→ **REQUIRED WORK**: Return the data below exactly, but only from the line containing "source to write" through the line containing "fn main() ->", with both of those lines included.

→ **MATERIAL TO PROCESS**:
use std::path::PathBuf;
use std::time::Instant;

use anyhow::{Context, Result};
use clap::{Parser, ValueEnum};
use env_logger::Env;
use log::{debug, info};

use sbtgen::{
    compose,
    dispatch::{TextureMacros, Variant},
    table::SbtTable,
};

/// Generates shader binding table dispatch functions and appends them to a
/// shader source file
#[derive(Parser)]
#[clap(author, version, about, long_about = None)]
struct Args {
    /// Shader binding table (JSON)
    #[clap(short, long, default_value = "sbt.json")]
    table: PathBuf,

    /// Base shader source, copied to the start of the output
    #[clap(short, long, default_value = "shader.cl")]
    shader: PathBuf,

    /// Name of the combined shader source to write
    #[clap(short, long, default_value = "tmp.cl")]
    out: PathBuf,

    /// Dispatch variant
    #[clap(short, long, value_enum, default_value_t = VariantMode::Textured)]
    variant: VariantMode,

    /// Macro appended to dispatch function parameters (textured variant)
    #[clap(long, default_value = "TEXTURE_TYPE")]
    texture_type_macro: String,

    /// Macro appended to shader call arguments (textured variant)
    #[clap(long, default_value = "TEXTURE_PARAM")]
    texture_param_macro: String,
}

#[derive(ValueEnum, Clone)]
enum VariantMode {
    /// Hit and miss dispatch, reporting unbound indices at runtime
    Legacy,

    /// Any-hit, hit, and miss dispatch with texture parameters
    Textured,
}

impl Args {
    fn variant(&self) -> Variant {
        match self.variant {
            VariantMode::Legacy => Variant::legacy(),
            VariantMode::Textured => Variant {
                texture: Some(TextureMacros {
                    ty: self.texture_type_macro.clone(),
                    param: self.texture_param_macro.clone(),
                }),
                ..Variant::textured()
            },
        }
    }
}

fn main() -> Result<()> {
    env_logger::Builder::from_env(Env::default().default_filter_or("info"))
        .init();

    let args = Args::parse();

    let now = Instant::now();
    let table = SbtTable::load(&args.table)
        .with_context(|| format!("failed to load table {:?}", args.table))?;
    for (i, record) in table.iter().enumerate() {
        info!("[{i}] {record}");
    }
    info!("Loaded {} records in {:?}", table.len(), now.elapsed());

    let base = compose::read_source(&args.shader)
        .with_context(|| format!("failed to read shader {:?}", args.shader))?;

    let start = Instant::now();
    let functions = compose::generate(&table, &args.variant());
    for f in &functions {
        debug!("Generated {} dispatch:\n{f}", f.kind().name());
    }
    let out = compose::compose(&base, &functions);
    info!(
        "Generated {} dispatch functions in {:?}",
        functions.len(),
        start.elapsed()
    );

    info!("Writing shader to {:?}", args.out);
    compose::write_artifact(&args.out, &out)
        .with_context(|| format!("failed to write {:?}", args.out))?;
    Ok(())
}
//! `sbtgen` compiles a shader binding table into dispatch code for a
//! software ray-tracing pipeline.
//!
//! A **shader binding table** (SBT) is an ordered list of records.  Each record
//! names the shaders (ray generation, closest-hit, any-hit, miss) bound to its
//! index.  At trace time, the pipeline computes a record index and needs to call
//! the matching shader; since OpenCL C has no function pointers, that call is
//! a generated `switch` statement.
//!
//! # Loading a table
//! Tables are stored as JSON, and parsed into an
//! [`SbtTable`](crate::table::SbtTable):
//! ```
//! use sbtgen::table::{SbtTable, Stage};
//!
//! let table: SbtTable = r#"[
//!     {"raygen": "rgen", "closestHit": "diffuse", "miss": "sky"},
//!     {"closestHit": "mirror"}
//! ]"#.parse()?;
//! assert_eq!(table.len(), 2);
//! assert_eq!(table.get(1).unwrap().symbol(Stage::ClosestHit), Some("mirror"));
//! # Ok::<(), sbtgen::Error>(())
//! ```
//!
//! # Generating dispatch code
//! A [`Variant`](crate::dispatch::Variant) selects the calling convention and
//! which dispatch functions are emitted.  The
//! [`compose`](crate::compose) module builds every function for a variant and
//! appends them to a base shader source:
//! ```
//! use sbtgen::{compose, dispatch::Variant, table::SbtTable};
//!
//! let table: SbtTable = r#"[{"closestHit": "diffuse", "miss": "sky"}]"#
//!     .parse()?;
//! let functions = compose::generate(&table, &Variant::legacy());
//! let out = compose::compose("// shader.cl\n", &functions);
//! assert!(out.contains("case 0: diffuse(payload, hitData, sceneData); break;"));
//! assert!(out.contains("case 0: sky(payload, sceneData); break;"));
//! # Ok::<(), sbtgen::Error>(())
//! ```
//!
//! There are two preset variants:
//! - [`Variant::legacy`](crate::dispatch::Variant::legacy) emits `callHit` and
//!   `callMiss`, each ending with a `default:` branch that prints an error when
//!   no shader is bound to the index.
//! - [`Variant::textured`](crate::dispatch::Variant::textured) emits
//!   `callAnyHit`, `callHit`, and `callMiss`, threading texture parameters
//!   through the `TEXTURE_TYPE` and `TEXTURE_PARAM` macros.  It has no
//!   `default:` branch, so an unbound index runs no shader.
#![warn(missing_docs)]

mod error;
pub use error::Error;

pub mod compose;
pub mod dispatch;
pub mod table;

→ **REPLY TO THE EXERCISE**:
    /// Name of the combined shader source to write
    #[clap(short, long, default_value = "tmp.cl")]
    out: PathBuf,

    /// Dispatch variant
    #[clap(short, long, value_enum, default_value_t = VariantMode::Textured)]
    variant: VariantMode,

    /// Macro appended to dispatch function parameters (textured variant)
    #[clap(long, default_value = "TEXTURE_TYPE")]
    texture_type_macro: String,

    /// Macro appended to shader call arguments (textured variant)
    #[clap(long, default_value = "TEXTURE_PARAM")]
    texture_param_macro: String,
}

#[derive(ValueEnum, Clone)]
enum VariantMode {
    /// Hit and miss dispatch, reporting unbound indices at runtime
    Legacy,

    /// Any-hit, hit, and miss dispatch with texture parameters
    Textured,
}

impl Args {
    fn variant(&self) -> Variant {
        match self.variant {
            VariantMode::Legacy => Variant::legacy(),
            VariantMode::Textured => Variant {
                texture: Some(TextureMacros {
                    ty: self.texture_type_macro.clone(),
                    param: self.texture_param_macro.clone(),
                }),
                ..Variant::textured()
            },
        }
    }
}

fn main() -> Result<()> {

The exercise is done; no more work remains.